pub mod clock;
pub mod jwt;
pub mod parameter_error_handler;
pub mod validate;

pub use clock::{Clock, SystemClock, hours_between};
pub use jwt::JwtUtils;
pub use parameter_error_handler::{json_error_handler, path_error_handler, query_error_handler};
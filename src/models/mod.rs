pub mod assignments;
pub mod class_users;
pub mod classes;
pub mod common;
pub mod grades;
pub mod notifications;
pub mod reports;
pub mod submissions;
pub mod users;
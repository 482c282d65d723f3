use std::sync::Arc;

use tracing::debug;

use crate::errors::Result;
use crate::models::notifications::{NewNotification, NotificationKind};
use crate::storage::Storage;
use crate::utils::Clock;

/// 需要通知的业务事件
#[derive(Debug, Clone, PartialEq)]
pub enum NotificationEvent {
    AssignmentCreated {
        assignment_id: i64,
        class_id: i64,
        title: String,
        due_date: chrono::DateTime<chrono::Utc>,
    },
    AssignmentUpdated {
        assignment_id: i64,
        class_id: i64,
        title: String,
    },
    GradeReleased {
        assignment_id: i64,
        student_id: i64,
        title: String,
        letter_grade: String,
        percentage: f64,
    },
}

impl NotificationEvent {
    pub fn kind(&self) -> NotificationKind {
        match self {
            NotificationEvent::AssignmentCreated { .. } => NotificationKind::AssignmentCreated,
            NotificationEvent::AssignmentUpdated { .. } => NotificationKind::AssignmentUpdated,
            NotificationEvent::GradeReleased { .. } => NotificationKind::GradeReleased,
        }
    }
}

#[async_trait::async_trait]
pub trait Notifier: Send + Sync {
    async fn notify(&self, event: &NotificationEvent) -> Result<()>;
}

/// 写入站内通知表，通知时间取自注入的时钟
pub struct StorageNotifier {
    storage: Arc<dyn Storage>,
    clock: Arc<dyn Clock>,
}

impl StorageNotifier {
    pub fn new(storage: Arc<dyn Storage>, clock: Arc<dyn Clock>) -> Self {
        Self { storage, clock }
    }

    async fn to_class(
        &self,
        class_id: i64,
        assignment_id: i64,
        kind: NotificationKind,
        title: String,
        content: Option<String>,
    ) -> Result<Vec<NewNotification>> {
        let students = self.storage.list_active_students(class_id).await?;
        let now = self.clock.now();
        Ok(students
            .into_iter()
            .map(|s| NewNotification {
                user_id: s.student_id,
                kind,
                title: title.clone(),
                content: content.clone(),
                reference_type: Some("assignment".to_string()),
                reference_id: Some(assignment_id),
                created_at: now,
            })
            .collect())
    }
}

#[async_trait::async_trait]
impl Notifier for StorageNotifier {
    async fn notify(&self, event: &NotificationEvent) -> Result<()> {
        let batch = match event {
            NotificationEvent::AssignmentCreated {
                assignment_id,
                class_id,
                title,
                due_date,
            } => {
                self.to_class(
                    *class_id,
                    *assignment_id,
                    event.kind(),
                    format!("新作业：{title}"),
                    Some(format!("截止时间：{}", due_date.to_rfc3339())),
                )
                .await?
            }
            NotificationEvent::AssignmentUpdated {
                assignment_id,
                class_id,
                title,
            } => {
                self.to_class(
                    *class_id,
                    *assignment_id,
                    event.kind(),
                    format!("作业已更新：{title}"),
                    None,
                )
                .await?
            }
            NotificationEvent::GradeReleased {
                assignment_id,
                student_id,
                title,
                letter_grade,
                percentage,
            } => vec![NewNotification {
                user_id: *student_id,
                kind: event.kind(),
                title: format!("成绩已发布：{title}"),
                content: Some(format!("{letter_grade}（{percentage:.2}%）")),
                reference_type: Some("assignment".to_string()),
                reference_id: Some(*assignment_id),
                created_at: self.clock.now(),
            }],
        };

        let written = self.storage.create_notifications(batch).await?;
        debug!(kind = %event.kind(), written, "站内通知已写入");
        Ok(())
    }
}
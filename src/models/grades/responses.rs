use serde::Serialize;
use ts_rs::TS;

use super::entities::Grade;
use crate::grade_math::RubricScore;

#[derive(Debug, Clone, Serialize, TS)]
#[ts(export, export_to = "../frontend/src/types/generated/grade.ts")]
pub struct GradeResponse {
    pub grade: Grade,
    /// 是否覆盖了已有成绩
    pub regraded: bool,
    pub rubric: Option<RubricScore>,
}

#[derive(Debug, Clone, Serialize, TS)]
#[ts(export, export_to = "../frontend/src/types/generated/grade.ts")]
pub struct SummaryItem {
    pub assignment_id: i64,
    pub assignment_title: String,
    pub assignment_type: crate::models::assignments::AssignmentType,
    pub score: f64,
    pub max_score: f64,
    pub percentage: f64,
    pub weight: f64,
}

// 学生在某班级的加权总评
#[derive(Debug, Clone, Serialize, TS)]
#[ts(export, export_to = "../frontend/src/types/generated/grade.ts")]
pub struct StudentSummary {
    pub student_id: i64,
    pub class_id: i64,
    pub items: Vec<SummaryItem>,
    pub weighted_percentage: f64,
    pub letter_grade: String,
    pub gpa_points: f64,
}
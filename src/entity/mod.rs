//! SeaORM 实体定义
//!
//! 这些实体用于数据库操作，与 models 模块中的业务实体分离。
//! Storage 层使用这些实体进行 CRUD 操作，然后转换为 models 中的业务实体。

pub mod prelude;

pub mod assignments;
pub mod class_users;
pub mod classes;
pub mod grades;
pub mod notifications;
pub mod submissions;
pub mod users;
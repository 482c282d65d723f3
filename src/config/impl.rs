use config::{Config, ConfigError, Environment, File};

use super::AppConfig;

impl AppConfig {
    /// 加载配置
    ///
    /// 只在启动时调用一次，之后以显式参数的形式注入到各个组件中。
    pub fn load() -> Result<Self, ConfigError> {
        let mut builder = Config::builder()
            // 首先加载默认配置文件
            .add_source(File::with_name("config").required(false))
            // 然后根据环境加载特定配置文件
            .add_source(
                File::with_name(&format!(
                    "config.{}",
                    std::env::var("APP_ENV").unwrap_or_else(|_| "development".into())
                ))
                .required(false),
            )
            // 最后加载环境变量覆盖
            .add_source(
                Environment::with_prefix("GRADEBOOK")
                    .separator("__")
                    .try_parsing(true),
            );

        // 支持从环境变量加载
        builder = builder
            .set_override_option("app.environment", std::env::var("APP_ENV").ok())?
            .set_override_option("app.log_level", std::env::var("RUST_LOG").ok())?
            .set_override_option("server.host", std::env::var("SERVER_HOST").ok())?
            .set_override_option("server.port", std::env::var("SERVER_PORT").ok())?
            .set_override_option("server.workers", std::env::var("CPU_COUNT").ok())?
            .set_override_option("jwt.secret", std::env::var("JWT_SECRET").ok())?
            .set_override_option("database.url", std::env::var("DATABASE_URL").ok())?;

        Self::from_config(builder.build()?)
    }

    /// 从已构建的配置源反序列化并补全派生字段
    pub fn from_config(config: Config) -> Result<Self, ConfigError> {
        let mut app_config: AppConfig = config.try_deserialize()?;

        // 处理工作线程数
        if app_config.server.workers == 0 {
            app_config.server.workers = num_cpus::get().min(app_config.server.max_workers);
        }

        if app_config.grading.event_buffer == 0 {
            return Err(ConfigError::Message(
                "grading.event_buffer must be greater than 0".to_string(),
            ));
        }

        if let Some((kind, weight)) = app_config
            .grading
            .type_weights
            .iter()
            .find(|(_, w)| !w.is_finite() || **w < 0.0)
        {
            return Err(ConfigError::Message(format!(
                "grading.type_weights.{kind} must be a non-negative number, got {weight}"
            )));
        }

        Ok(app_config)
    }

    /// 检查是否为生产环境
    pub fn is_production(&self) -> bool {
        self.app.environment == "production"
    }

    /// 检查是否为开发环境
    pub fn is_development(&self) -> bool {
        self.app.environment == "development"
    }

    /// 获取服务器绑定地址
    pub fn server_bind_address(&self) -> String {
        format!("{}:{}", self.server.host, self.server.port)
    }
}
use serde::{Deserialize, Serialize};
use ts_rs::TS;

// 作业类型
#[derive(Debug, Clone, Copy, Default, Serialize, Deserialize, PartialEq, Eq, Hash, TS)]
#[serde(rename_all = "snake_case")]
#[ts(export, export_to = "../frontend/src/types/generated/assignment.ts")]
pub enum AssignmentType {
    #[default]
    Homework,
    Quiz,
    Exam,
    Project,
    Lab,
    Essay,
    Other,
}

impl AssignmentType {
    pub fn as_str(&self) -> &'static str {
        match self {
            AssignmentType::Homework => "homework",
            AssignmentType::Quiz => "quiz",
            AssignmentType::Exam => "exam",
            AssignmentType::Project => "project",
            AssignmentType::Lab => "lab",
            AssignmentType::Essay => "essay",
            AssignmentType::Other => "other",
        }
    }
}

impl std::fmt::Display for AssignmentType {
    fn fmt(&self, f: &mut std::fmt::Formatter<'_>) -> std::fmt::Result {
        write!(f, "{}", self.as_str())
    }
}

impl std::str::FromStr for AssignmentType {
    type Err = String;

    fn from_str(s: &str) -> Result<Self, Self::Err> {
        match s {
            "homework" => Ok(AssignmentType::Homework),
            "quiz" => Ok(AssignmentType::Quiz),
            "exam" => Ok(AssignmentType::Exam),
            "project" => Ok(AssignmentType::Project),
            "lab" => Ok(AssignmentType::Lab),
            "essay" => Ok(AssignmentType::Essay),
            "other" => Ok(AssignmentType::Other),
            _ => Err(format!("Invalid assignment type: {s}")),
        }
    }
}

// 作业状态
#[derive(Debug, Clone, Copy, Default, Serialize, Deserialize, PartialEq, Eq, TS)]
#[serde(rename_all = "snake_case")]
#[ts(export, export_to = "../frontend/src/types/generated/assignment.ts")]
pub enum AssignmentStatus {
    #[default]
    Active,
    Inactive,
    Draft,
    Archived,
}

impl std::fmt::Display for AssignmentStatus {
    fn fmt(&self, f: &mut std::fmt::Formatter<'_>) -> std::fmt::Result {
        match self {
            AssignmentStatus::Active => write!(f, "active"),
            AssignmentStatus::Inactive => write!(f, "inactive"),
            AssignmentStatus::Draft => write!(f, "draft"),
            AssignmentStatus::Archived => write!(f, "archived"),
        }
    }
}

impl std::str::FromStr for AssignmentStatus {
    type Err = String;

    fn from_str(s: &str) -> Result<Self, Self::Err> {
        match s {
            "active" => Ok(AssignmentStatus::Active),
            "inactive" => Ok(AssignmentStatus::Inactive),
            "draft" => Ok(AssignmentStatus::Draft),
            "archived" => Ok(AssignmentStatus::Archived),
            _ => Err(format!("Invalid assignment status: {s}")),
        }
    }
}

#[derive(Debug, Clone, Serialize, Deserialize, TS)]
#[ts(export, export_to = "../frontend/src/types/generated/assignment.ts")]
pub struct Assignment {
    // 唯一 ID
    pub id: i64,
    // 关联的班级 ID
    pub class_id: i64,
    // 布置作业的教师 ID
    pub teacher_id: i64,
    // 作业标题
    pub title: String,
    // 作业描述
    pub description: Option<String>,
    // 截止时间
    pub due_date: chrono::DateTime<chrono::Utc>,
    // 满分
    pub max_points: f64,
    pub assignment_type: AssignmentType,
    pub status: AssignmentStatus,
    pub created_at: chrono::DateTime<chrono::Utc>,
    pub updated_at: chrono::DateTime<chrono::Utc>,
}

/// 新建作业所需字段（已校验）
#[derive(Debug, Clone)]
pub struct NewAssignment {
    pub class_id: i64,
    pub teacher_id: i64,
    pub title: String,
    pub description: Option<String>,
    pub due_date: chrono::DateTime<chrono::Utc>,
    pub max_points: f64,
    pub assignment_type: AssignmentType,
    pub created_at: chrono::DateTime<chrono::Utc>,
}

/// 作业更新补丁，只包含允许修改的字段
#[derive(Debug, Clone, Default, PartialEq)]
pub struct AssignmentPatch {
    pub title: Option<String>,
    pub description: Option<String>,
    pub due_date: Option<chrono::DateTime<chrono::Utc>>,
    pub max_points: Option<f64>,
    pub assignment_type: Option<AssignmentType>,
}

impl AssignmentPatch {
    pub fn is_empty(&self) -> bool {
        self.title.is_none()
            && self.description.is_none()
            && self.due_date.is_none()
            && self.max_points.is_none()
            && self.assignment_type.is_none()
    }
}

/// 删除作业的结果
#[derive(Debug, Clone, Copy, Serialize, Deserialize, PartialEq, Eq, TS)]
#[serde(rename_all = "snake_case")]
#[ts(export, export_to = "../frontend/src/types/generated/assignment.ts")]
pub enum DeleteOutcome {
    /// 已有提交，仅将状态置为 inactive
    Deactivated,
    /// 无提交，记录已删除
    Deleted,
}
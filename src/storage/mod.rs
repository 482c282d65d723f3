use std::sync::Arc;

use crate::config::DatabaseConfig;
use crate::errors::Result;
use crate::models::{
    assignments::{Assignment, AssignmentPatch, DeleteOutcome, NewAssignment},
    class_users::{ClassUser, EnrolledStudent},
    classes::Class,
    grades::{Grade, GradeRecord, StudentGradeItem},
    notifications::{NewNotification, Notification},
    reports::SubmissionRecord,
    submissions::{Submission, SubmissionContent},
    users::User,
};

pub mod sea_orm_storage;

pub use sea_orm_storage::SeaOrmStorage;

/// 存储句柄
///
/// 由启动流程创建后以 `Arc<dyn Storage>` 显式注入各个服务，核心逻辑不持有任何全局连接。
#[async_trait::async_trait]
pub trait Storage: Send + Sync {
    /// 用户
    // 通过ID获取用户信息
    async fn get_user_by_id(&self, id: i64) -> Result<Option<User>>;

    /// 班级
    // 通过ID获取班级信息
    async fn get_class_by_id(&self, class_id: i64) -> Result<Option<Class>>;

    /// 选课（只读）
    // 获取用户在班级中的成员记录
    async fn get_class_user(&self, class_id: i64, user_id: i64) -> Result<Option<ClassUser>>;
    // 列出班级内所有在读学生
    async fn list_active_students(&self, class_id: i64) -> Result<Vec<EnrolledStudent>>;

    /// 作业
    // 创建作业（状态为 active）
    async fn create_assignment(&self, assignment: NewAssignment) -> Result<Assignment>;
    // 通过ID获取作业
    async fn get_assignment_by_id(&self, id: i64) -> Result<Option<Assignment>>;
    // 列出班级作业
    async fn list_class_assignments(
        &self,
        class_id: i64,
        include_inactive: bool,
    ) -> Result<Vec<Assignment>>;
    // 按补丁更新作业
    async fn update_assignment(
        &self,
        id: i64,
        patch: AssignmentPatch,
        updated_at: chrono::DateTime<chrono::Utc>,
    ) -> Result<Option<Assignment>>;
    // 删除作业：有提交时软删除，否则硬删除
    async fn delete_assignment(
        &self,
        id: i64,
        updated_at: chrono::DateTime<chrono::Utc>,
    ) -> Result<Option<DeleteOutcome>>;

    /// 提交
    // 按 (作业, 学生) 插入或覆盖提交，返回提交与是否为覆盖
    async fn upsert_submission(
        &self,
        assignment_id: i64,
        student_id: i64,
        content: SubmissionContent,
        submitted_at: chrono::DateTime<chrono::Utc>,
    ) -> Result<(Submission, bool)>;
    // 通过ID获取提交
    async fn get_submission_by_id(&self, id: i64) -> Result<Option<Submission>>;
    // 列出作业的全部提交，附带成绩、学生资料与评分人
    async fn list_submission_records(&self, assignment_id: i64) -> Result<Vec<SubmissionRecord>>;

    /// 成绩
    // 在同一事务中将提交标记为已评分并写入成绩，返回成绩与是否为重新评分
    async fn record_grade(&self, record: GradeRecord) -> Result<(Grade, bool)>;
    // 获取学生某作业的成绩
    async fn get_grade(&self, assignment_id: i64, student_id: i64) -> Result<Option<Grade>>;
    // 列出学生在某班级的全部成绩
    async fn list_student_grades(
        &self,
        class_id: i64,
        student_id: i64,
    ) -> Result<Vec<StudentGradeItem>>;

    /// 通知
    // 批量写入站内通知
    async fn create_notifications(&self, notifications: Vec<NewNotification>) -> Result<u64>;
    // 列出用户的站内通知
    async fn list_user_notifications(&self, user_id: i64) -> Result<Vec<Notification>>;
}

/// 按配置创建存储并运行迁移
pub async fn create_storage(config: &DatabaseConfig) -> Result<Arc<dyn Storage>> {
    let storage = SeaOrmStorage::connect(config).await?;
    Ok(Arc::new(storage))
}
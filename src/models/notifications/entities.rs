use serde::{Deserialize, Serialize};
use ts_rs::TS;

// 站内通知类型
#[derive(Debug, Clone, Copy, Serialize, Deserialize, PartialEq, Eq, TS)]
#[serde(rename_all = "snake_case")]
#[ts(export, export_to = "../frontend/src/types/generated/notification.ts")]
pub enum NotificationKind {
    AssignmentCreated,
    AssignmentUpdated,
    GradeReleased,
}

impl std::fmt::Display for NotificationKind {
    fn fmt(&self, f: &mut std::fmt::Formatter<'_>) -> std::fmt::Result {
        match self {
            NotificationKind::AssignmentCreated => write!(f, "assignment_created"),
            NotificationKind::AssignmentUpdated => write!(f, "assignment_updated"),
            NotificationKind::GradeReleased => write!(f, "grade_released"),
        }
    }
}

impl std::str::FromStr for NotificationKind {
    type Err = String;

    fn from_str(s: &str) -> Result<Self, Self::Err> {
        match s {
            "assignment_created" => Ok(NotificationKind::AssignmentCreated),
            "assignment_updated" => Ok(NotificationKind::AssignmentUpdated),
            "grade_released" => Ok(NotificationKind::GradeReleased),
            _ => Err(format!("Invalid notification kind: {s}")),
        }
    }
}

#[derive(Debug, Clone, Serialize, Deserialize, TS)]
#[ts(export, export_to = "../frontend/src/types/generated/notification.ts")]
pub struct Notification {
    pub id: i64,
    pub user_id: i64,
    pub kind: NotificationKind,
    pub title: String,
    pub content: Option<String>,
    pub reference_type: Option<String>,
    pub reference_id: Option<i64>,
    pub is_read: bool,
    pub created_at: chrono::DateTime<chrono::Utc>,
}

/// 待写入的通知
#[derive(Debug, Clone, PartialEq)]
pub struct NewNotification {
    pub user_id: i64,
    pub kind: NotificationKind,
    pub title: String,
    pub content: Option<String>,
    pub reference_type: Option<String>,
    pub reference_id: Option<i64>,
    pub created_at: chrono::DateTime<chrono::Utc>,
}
================
In the listing above, each line with the word "DeleteOutcome" is to be copied out.

pub enum DeleteOutcome {
    assignments::{Assignment, AssignmentPatch, DeleteOutcome, NewAssignment},
    ) -> Result<Option<DeleteOutcome>>;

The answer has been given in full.